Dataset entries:
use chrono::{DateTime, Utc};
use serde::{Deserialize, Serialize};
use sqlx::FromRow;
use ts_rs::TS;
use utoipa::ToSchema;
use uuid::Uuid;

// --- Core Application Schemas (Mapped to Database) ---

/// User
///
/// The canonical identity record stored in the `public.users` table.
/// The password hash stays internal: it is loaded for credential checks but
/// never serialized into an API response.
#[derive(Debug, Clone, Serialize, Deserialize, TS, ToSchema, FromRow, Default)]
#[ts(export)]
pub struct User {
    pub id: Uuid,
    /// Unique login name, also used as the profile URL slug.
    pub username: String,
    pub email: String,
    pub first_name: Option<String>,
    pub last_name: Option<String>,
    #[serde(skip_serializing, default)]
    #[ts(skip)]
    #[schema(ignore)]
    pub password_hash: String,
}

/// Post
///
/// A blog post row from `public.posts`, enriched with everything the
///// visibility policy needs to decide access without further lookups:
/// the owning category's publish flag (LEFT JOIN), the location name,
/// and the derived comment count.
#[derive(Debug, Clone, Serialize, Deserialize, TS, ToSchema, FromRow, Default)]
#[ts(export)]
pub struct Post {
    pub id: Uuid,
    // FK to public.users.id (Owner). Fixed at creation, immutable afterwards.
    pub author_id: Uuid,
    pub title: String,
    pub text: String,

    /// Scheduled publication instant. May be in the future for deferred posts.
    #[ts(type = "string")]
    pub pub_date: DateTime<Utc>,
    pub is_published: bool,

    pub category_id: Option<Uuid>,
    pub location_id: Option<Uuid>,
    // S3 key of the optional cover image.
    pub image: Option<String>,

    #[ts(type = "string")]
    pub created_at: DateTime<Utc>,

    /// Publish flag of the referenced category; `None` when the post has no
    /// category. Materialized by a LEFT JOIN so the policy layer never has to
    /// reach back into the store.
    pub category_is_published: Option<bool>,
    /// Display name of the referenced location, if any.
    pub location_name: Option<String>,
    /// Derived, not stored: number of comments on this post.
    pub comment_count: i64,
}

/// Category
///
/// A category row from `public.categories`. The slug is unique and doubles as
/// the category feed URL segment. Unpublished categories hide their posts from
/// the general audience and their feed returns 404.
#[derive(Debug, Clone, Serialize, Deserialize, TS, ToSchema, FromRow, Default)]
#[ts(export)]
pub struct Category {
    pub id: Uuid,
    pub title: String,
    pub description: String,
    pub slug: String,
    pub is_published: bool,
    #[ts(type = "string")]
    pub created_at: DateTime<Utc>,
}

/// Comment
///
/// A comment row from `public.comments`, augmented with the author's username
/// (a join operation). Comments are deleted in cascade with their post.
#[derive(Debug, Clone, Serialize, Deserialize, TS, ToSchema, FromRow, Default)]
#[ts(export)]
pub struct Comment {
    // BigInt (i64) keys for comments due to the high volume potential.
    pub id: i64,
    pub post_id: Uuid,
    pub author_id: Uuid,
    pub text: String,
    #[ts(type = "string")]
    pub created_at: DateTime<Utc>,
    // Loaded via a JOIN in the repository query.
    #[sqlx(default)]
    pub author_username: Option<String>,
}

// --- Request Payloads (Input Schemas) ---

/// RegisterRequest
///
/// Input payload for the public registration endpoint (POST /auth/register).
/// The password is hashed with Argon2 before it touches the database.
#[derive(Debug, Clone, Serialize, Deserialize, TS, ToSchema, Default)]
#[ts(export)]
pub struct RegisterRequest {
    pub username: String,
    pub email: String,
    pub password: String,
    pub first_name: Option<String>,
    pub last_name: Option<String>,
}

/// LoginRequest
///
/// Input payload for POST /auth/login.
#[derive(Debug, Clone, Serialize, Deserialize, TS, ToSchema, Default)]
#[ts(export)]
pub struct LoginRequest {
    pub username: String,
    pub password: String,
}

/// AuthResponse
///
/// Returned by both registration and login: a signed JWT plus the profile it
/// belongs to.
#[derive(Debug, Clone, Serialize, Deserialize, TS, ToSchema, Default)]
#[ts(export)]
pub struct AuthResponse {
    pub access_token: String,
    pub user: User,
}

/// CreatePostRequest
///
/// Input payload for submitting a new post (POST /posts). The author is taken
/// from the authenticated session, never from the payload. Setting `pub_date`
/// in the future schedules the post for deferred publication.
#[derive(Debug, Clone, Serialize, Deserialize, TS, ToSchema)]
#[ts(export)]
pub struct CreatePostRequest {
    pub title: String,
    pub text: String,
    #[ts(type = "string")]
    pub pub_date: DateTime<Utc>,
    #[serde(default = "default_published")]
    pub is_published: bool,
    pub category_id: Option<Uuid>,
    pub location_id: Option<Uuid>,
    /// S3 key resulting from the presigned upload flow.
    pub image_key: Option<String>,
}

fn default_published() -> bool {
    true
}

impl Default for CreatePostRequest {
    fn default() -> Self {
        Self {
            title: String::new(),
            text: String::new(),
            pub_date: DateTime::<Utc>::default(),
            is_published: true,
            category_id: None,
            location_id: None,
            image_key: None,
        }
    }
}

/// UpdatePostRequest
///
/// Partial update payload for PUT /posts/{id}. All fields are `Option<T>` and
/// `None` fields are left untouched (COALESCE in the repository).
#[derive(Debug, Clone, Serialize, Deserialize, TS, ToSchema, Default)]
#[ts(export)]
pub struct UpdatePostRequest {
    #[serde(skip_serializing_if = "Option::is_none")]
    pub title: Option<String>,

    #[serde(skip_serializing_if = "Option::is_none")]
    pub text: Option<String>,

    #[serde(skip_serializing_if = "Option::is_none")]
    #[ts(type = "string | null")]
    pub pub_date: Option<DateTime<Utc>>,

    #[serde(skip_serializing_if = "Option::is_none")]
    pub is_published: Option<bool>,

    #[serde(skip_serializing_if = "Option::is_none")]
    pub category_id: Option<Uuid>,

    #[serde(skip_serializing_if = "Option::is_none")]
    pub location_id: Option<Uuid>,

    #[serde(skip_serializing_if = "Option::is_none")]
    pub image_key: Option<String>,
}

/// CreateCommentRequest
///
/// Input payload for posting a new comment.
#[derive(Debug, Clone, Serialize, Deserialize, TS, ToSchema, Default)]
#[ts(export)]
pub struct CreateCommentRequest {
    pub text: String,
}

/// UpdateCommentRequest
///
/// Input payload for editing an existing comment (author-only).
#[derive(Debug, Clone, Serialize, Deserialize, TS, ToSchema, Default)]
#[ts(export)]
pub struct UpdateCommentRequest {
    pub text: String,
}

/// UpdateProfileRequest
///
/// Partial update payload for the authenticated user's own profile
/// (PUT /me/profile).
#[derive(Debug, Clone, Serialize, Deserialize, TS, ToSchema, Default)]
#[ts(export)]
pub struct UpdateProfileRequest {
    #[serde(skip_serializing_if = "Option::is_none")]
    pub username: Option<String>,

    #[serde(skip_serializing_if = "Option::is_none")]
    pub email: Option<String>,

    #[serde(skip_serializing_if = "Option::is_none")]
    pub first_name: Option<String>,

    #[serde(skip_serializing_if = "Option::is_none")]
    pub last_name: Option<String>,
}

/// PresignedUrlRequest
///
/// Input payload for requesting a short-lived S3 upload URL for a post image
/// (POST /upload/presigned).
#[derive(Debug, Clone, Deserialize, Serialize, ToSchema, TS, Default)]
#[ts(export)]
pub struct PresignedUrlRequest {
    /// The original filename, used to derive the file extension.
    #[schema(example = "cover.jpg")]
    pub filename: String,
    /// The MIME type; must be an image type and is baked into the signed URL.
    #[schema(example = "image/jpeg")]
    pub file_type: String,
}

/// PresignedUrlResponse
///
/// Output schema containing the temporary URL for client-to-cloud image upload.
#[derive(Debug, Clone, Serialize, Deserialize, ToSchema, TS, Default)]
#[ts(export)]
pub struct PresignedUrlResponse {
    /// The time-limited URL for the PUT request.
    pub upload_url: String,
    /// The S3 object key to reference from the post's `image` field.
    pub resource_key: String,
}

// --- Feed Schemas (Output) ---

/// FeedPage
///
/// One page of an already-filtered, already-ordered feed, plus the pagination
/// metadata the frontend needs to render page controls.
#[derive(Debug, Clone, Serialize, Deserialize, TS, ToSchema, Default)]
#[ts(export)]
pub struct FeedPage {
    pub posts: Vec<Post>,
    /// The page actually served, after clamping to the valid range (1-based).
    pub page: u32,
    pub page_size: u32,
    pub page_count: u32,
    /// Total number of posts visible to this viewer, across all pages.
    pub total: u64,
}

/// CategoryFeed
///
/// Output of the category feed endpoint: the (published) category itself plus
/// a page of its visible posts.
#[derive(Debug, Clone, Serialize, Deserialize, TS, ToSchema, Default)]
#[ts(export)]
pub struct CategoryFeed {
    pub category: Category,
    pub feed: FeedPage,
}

* * *

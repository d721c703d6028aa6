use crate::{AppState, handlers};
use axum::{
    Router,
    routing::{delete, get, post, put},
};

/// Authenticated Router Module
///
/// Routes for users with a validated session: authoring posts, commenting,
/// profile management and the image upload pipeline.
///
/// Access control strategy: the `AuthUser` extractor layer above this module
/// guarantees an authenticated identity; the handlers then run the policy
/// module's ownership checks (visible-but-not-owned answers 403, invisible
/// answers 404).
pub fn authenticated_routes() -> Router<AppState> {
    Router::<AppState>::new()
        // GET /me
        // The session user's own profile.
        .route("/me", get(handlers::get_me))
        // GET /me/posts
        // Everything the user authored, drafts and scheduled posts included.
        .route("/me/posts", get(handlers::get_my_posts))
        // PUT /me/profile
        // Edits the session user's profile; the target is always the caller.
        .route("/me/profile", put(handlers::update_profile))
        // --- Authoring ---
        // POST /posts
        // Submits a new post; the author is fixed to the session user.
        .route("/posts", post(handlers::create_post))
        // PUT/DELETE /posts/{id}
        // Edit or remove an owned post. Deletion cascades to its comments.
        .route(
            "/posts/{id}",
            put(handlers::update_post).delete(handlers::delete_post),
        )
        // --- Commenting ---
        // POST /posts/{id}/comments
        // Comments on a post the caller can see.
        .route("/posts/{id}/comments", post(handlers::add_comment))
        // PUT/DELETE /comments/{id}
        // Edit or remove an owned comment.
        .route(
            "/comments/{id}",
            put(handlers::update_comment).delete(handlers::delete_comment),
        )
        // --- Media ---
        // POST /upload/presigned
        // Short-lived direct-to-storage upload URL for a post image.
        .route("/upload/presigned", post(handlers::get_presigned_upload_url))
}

## Directions
Determine how many lines above hold the word "visible", then give only that number.

## Written answer
3